Today Apple released the long awaited OS X 10.9.3 update. The update comes after nine weeks of beta testing, each week with a new release. One of the most interesting things about the update is not in its content but in how Apple opened up their beta seed program to all users when it was traditionally reserved for those who are part of Apple’s developer program.

The most major improvement of the update is the improved 4K (3840x2160) display support on OS X. Prior to 10.9.3 the support for 4K displays on OS X was lacking. Only a small group of monitors from ASUS and Sharp were supported for running at 3840x2160 with a 60Hz refresh rate, and the scaled display options that Apple introduced with the original Macbook Pro with Retina Display were unavailable. This made for poor usability on monitors like the Dell UP2414Q which is only 24” and has extremely small UI elements when running unscaled at its native resolution. In 10.9.3 Apple has greatly expanded the list of compatible 4K displays and has introduced scaling modes for those who prefer sharper UI elements over display real estate.

Anand took a look at the changes to 4K support in the first beta of 10.9.3. Apple now gives the user options for display scaling which includes settings for a workspace that looks like 3200x1800, 2560x1440, 1920x1080, or 1280x720. All of these are handled the same way as on the Macbook Pro with Retina Display where the display is rendered offscreen at twice the selected vertical and horizontal resolution and then scaled down to the panel.

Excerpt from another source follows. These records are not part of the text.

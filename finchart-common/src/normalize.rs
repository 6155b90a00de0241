//! Axis normalization: turn heterogeneous time values into numeric axis keys.

use std::collections::HashMap;

use crate::datum::{Record, TimeValue, parse_date};

/// A record augmented with its numeric axis key and original time value.
#[derive(Debug, Clone, PartialEq)]
pub struct NormalizedDatum<R> {
    /// The original record.
    pub record: R,
    /// Numeric axis key used for plotting.
    pub x: f64,
    /// The raw time value (the position when the field was missing).
    pub raw: TimeValue,
    /// Zero-based position in the input.
    pub index: usize,
}

/// Compute the axis key for a raw time value at `index`.
///
/// Dates map to epoch milliseconds, numbers to themselves and date strings
/// to their parsed epoch. Everything else, and any non-finite result,
/// falls back to the position.
pub fn axis_key(raw: Option<&TimeValue>, index: usize) -> f64 {
    numeric_key(raw).unwrap_or(index as f64)
}

fn numeric_key(raw: Option<&TimeValue>) -> Option<f64> {
    let numeric = match raw? {
        TimeValue::Date(dt) => dt.timestamp_millis() as f64,
        TimeValue::Number(n) => *n,
        TimeValue::Text(s) => parse_date(s)?.timestamp_millis() as f64,
    };

    numeric.is_finite().then_some(numeric)
}

#[derive(Debug, Clone, PartialEq)]
struct AxisEntry {
    raw: TimeValue,
    position: usize,
}

/// Reverse lookup from axis key to the raw time value.
///
/// When several records share a key, the raw value of the last one wins
/// while the position of the first one is kept.
#[derive(Debug, Clone, Default, PartialEq)]
pub struct AxisIndex {
    entries: HashMap<u64, AxisEntry>,
}

impl AxisIndex {
    fn insert(&mut self, x: f64, raw: TimeValue, position: usize) {
        self.entries
            .entry(key_bits(x))
            .and_modify(|entry| entry.raw = raw.clone())
            .or_insert(AxisEntry { raw, position });
    }

    /// Raw time value for an axis key.
    pub fn raw(&self, x: f64) -> Option<&TimeValue> {
        self.entries.get(&key_bits(x)).map(|e| &e.raw)
    }

    /// Position of the first record with this axis key.
    pub fn position(&self, x: f64) -> Option<usize> {
        self.entries.get(&key_bits(x)).map(|e| e.position)
    }

    /// Number of distinct axis keys.
    pub fn len(&self) -> usize {
        self.entries.len()
    }

    /// Whether the index is empty.
    pub fn is_empty(&self) -> bool {
        self.entries.is_empty()
    }
}

/// Hash key for an f64, folding -0.0 onto 0.0.
fn key_bits(x: f64) -> u64 {
    if x == 0.0 { 0f64.to_bits() } else { x.to_bits() }
}

/// Normalized records plus their reverse index.
#[derive(Debug, Clone, PartialEq)]
pub struct Normalized<R> {
    data: Vec<NormalizedDatum<R>>,
    index: AxisIndex,
}

impl<R> Default for Normalized<R> {
    fn default() -> Self {
        Self {
            data: Vec::new(),
            index: AxisIndex::default(),
        }
    }
}

impl<R> Normalized<R> {
    /// Normalized records, in input order.
    pub fn data(&self) -> &[NormalizedDatum<R>] {
        &self.data
    }

    /// Reverse index from axis key to raw value.
    pub fn index(&self) -> &AxisIndex {
        &self.index
    }

    /// Number of records.
    pub fn len(&self) -> usize {
        self.data.len()
    }

    /// Whether there are no records.
    pub fn is_empty(&self) -> bool {
        self.data.is_empty()
    }

    /// Give the records back, dropping the derived keys.
    pub fn into_records(self) -> Vec<R> {
        self.data.into_iter().map(|d| d.record).collect()
    }
}

/// Normalize records against `time_key`.
///
/// Produces exactly one entry per record, in the same order. Bad or
/// missing time values never fail; they fall back to the record position.
pub fn normalize<R: Record>(records: Vec<R>, time_key: &str) -> Normalized<R> {
    let mut index = AxisIndex::default();
    let mut fallbacks = 0usize;

    let data: Vec<_> = records
        .into_iter()
        .enumerate()
        .map(|(i, record)| {
            let value = record.time_value(time_key);
            let x = numeric_key(value.as_ref()).unwrap_or_else(|| {
                fallbacks += 1;
                i as f64
            });
            let raw = value.unwrap_or(TimeValue::Number(i as f64));
            index.insert(x, raw.clone(), i);
            NormalizedDatum {
                record,
                x,
                raw,
                index: i,
            }
        })
        .collect();

    if fallbacks > 0 {
        tracing::debug!(
            time_key,
            fallbacks,
            "Records without a usable time value use their position"
        );
    }

    Normalized { data, index }
}

#[cfg(test)]
mod tests {
    use super::*;
    use crate::datum::Datum;
    use chrono::{TimeZone, Utc};

    fn keys(normalized: &Normalized<Datum>) -> Vec<f64> {
        normalized.data().iter().map(|d| d.x).collect()
    }

    #[test]
    fn test_axis_key_variants() {
        let date = Utc.with_ymd_and_hms(2025, 1, 1, 0, 0, 0).unwrap();

        assert_eq!(
            axis_key(Some(&TimeValue::Date(date)), 3),
            1_735_689_600_000.0
        );
        assert_eq!(axis_key(Some(&TimeValue::Number(42.0)), 3), 42.0);
        assert_eq!(
            axis_key(Some(&TimeValue::Text("2025-01-01T00:00:00Z".into())), 3),
            1_735_689_600_000.0
        );
        assert_eq!(axis_key(Some(&TimeValue::Text("garbage".into())), 3), 3.0);
        assert_eq!(axis_key(Some(&TimeValue::Number(f64::NAN)), 3), 3.0);
        assert_eq!(axis_key(Some(&TimeValue::Number(f64::INFINITY)), 3), 3.0);
        assert_eq!(axis_key(None, 7), 7.0);
    }

    #[test]
    fn test_one_output_per_input_in_order() {
        let records = vec![
            Datum::new().with("time", "2025-01-08").with("v", 2.0),
            Datum::new().with("time", "2025-01-01").with("v", 1.0),
            Datum::new().with("v", 3.0),
        ];

        let normalized = normalize(records, "time");
        assert_eq!(normalized.len(), 3);

        let values: Vec<_> = normalized
            .data()
            .iter()
            .map(|d| d.record.numeric("v"))
            .collect();
        assert_eq!(values, vec![Some(2.0), Some(1.0), Some(3.0)]);

        let positions: Vec<_> = normalized.data().iter().map(|d| d.index).collect();
        assert_eq!(positions, vec![0, 1, 2]);
    }

    #[test]
    fn test_missing_or_unparsable_time_uses_position() {
        let records = vec![
            Datum::new().with("time", "Page A"),
            Datum::new(),
            Datum::new().with("time", None::<f64>),
            Datum::new().with("time", "not a date"),
        ];

        let normalized = normalize(records, "time");
        assert_eq!(keys(&normalized), vec![0.0, 1.0, 2.0, 3.0]);

        // Missing values keep the position as raw value; strings stay as-is.
        assert_eq!(normalized.data()[0].raw, TimeValue::Text("Page A".into()));
        assert_eq!(normalized.data()[1].raw, TimeValue::Number(1.0));
    }

    #[test]
    fn test_identical_times_are_stable() {
        let records = vec![
            Datum::new().with("time", "2025-01-01").with("v", 1.0),
            Datum::new().with("time", "2025-01-01T00:00:00Z").with("v", 2.0),
            Datum::new().with("time", 1_735_689_600_000i64).with("v", 3.0),
        ];

        let normalized = normalize(records, "time");
        assert!(keys(&normalized).iter().all(|&x| x == 1_735_689_600_000.0));

        let order: Vec<_> = normalized
            .data()
            .iter()
            .map(|d| d.record.numeric("v").unwrap())
            .collect();
        assert_eq!(order, vec![1.0, 2.0, 3.0]);
    }

    #[test]
    fn test_reverse_index() {
        let records = vec![
            Datum::new().with("time", "2025-01-01"),
            Datum::new().with("time", "2025-01-01T00:00:00Z"),
            Datum::new().with("time", "Page C"),
        ];

        let normalized = normalize(records, "time");
        let index = normalized.index();
        let key = 1_735_689_600_000.0;

        assert_eq!(index.len(), 2);
        // Last raw value wins, first position is kept.
        assert_eq!(
            index.raw(key),
            Some(&TimeValue::Text("2025-01-01T00:00:00Z".into()))
        );
        assert_eq!(index.position(key), Some(0));
        assert_eq!(index.raw(2.0), Some(&TimeValue::Text("Page C".into())));
        assert_eq!(index.raw(99.0), None);
    }

    #[test]
    fn test_custom_time_key_and_round_trip() {
        let records = vec![
            Datum::new().with("date", 10.0),
            Datum::new().with("date", 20.0),
        ];

        let normalized = normalize(records.clone(), "date");
        assert_eq!(keys(&normalized), vec![10.0, 20.0]);
        assert_eq!(normalized.into_records(), records);
    }

    #[test]
    fn test_negative_zero_key() {
        let records = vec![Datum::new().with("time", -0.0)];
        let normalized = normalize(records, "time");
        assert!(normalized.index().raw(0.0).is_some());
    }
}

In the case of the 3200x1800 setting this means that the display is rendered offscreen at 6400x3600 which may cause performance issues when being driven with the Intel Iris graphics of a Macbook Pro with Retina Display or the entry level 21.5” iMac.

With 10.9.3 Apple has not only broadly increased support for 4K displays, but also enabled 60Hz output to 4K displays on more systems. The Dell UP2414Q, a 24" 3840 x 2160 display, is now properly supported by OS X and Macs that can drive it at its native resolution. Apple appears to have manually added a profile for the UP2414Q as its scaled resolutions are somewhat different from the 30" Sharp/ASUS 4K panels.

Apple OS X 10.9.3 4K Display Handling
Scaled Resolution ASUS/Sharp 30" 4K Dell 24" 4K (UP2414Q)
Best for Display Setting 3840 x 2160 1080p Hi-DPI
Scaled Resolution 1 1504 x 846 (3008 x 1692) 1504 x 846 (3008 x 1692)
Scaled Resolution 2 1920 x 1080 (3840 x 2160) 1920 x 1080 (3840 x 2160)
Scaled Resolution 3 2560 x 1440 (5120 x 2880) 2304 x 1296 (4608 x 2592)
Scaled Resolution 4 3008 x 1692 (6016 x 3384) 2560 x 1440 (5120 x 2880)
Scaled Resolution 5 3840 x 2160 3008 x 1692 (6016 x 3384)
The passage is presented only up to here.